Your goal :: All lines containing the string "None" must be copied from the entries.

Collected data entries ::
'''

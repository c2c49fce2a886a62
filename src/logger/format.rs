//! Access log format module
//!
//! Supports multiple log formats:
//! - `common` (Common Log Format - CLF)
//! - `combined` (CLF plus referer and user agent)
//! - `json` (one JSON object per line)
//! - Custom patterns with `$variables`

use chrono::{DateTime, Local};
use serde_json::json;

const CLF_TIME: &str = "%d/%b/%Y:%H:%M:%S %z";

/// One served request, as recorded in the access log
#[derive(Debug, Clone)]
pub struct AccessLogEntry {
    pub remote_addr: String,
    pub time: DateTime<Local>,
    pub method: String,
    /// Request path as received (still percent-encoded)
    pub path: String,
    /// Query string (without leading ?)
    pub query: Option<String>,
    /// HTTP version, e.g. `1.1`
    pub http_version: String,
    pub status: u16,
    pub body_bytes: u64,
    pub referer: Option<String>,
    pub user_agent: Option<String>,
    /// Time spent producing the response, in microseconds
    pub request_time_us: u64,
}

impl AccessLogEntry {
    /// Create a new access log entry with current timestamp
    pub fn new(remote_addr: String, method: String, path: String) -> Self {
        Self {
            remote_addr,
            time: Local::now(),
            method,
            path,
            query: None,
            http_version: "1.1".to_string(),
            status: 200,
            body_bytes: 0,
            referer: None,
            user_agent: None,
            request_time_us: 0,
        }
    }

    /// Render the entry in `format`; unknown names are treated as patterns
    pub fn format(&self, format: &str) -> String {
        match format {
            "common" => self.format_common(),
            "combined" => self.format_combined(),
            "json" => self.format_json(),
            pattern => self.format_custom(pattern),
        }
    }

    fn request_uri(&self) -> String {
        match &self.query {
            Some(q) => format!("{}?{q}", self.path),
            None => self.path.clone(),
        }
    }

    fn request_line(&self) -> String {
        format!(
            "{} {} HTTP/{}",
            self.method,
            self.request_uri(),
            self.http_version
        )
    }

    /// `$remote_addr - - [$time_local] "$request" $status $body_bytes_sent`
    fn format_common(&self) -> String {
        format!(
            "{} - - [{}] \"{}\" {} {}",
            self.remote_addr,
            self.time.format(CLF_TIME),
            self.request_line(),
            self.status,
            self.body_bytes,
        )
    }

    fn format_combined(&self) -> String {
        format!(
            "{} \"{}\" \"{}\"",
            self.format_common(),
            self.referer.as_deref().unwrap_or("-"),
            self.user_agent.as_deref().unwrap_or("-"),
        )
    }

    fn format_json(&self) -> String {
        json!({
            "remote_addr": self.remote_addr,
            "time": self.time.to_rfc3339(),
            "method": self.method,
            "path": self.path,
            "query": self.query,
            "http_version": self.http_version,
            "status": self.status,
            "body_bytes": self.body_bytes,
            "referer": self.referer,
            "user_agent": self.user_agent,
            "request_time_us": self.request_time_us,
        })
        .to_string()
    }

    /// Custom format with variable substitution
    ///
    /// Supported variables: `$remote_addr`, `$time_local`, `$time_iso8601`,
    /// `$request`, `$request_method`, `$request_uri`, `$request_time`
    /// (seconds, 3 decimals), `$status`, `$body_bytes_sent`, `$http_referer`,
    /// `$http_user_agent`.
    fn format_custom(&self, pattern: &str) -> String {
        #[allow(clippy::cast_precision_loss)]
        let request_time = self.request_time_us as f64 / 1_000_000.0;

        // $request_time and $request_* must be replaced before $request
        pattern
            .replace("$remote_addr", &self.remote_addr)
            .replace("$time_local", &self.time.format(CLF_TIME).to_string())
            .replace("$time_iso8601", &self.time.to_rfc3339())
            .replace("$request_time", &format!("{request_time:.3}"))
            .replace("$request_method", &self.method)
            .replace("$request_uri", &self.request_uri())
            .replace("$request", &self.request_line())
            .replace("$status", &self.status.to_string())
            .replace("$body_bytes_sent", &self.body_bytes.to_string())
            .replace("$http_referer", self.referer.as_deref().unwrap_or("-"))
            .replace("$http_user_agent", self.user_agent.as_deref().unwrap_or("-"))
    }
}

'''

Solution ::
            query: None,
            referer: None,
            user_agent: None,
            None => self.path.clone(),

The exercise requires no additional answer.